// Compiled-once regular expressions

mod cache;
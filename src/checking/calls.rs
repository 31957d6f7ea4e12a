//! Checking every call site against the symbol table and the built-in
//! vocabulary

use std::collections::HashSet;

use tracing::debug;

use super::patterns::{CallMatch, DeclMatch};
use super::Problem;
use crate::language::{is_instruction, is_keyword, Arity, SymbolTable};

/// Check each call site in document order. Call sites that are really the
/// name and parameter list of a declaration are skipped.
pub fn check_call_sites(
    calls: &[CallMatch<'_>],
    declarations: &[DeclMatch<'_>],
    table: &SymbolTable,
) -> Vec<Problem> {
    let declared: HashSet<usize> = declarations
        .iter()
        .filter(|declaration| declaration.parenthesized)
        .map(|declaration| declaration.offset)
        .collect();

    let problems: Vec<Problem> = calls
        .iter()
        .filter(|call| !declared.contains(&call.offset))
        .filter_map(|call| check_call(call, table))
        .collect();

    debug!(
        "Checked {} call sites, {} problems",
        calls.len(),
        problems.len()
    );

    problems
}

fn check_call(call: &CallMatch<'_>, table: &SymbolTable) -> Option<Problem> {
    let name = call.name;

    if let Some(symbol) = table.get(name) {
        return match (symbol.arity, call.argument_count()) {
            (Arity::Nullary, 0) => None,
            (Arity::Nullary, _) => Some(Problem::UnexpectedParameter(call.offset, name.to_string())),
            (Arity::Unary, 0) => Some(Problem::MissingParameter(call.offset, name.to_string())),
            (Arity::Unary, 1) => None,
            (Arity::Unary, _) => Some(Problem::TooManyParameters(call.offset, name.to_string())),
        };
    }

    if is_instruction(name) {
        if call.has_arguments() {
            return Some(Problem::InstructionParameter(
                call.offset,
                name.to_string(),
            ));
        }
        return None;
    }

    if is_keyword(name) {
        return None;
    }

    Some(Problem::Undeclared(call.offset, name.to_string()))
}
#[cfg(test)]
mod verify {
    use karel::checking::{illegal_characters, validate, Problem};
    use karel::language::Settings;

    #[test]
    fn every_illegal_character_reported() {
        let text = "move(); # turnleft(); $\n%";
        let problems: Vec<Problem> = illegal_characters(text).collect();

        assert_eq!(
            problems,
            vec![
                Problem::IllegalCharacter(8, '#'),
                Problem::IllegalCharacter(22, '$'),
                Problem::IllegalCharacter(24, '%'),
            ]
        );
    }

    #[test]
    fn rescanning_gives_same_result() {
        let text = "void trés() { move(); }\n-- ¿qué?";

        let first: Vec<Problem> = illegal_characters(text).collect();
        let second: Vec<Problem> = illegal_characters(text).collect();

        assert!(!first.is_empty());
        assert_eq!(first, second);
    }

    #[test]
    fn limit_caps_legality_problems() {
        let text = "#1 #2 #3 #4 #5";
        let report = validate(text, Settings::with_limit(2));

        assert_eq!(
            report.problems,
            vec![
                Problem::IllegalCharacter(0, '#'),
                Problem::IllegalCharacter(3, '#'),
            ]
        );
    }

    #[test]
    fn diagnostic_is_a_point() {
        let problem = Problem::IllegalCharacter(5, '@');
        assert_eq!(problem.width(), 0);
        assert!(problem
            .message()
            .contains('@'));
    }
}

_Instructions to follow:_
Say how many lines of the data above have the string "Nullary" in them, and write nothing besides that number.

_Result of this exercise:_
2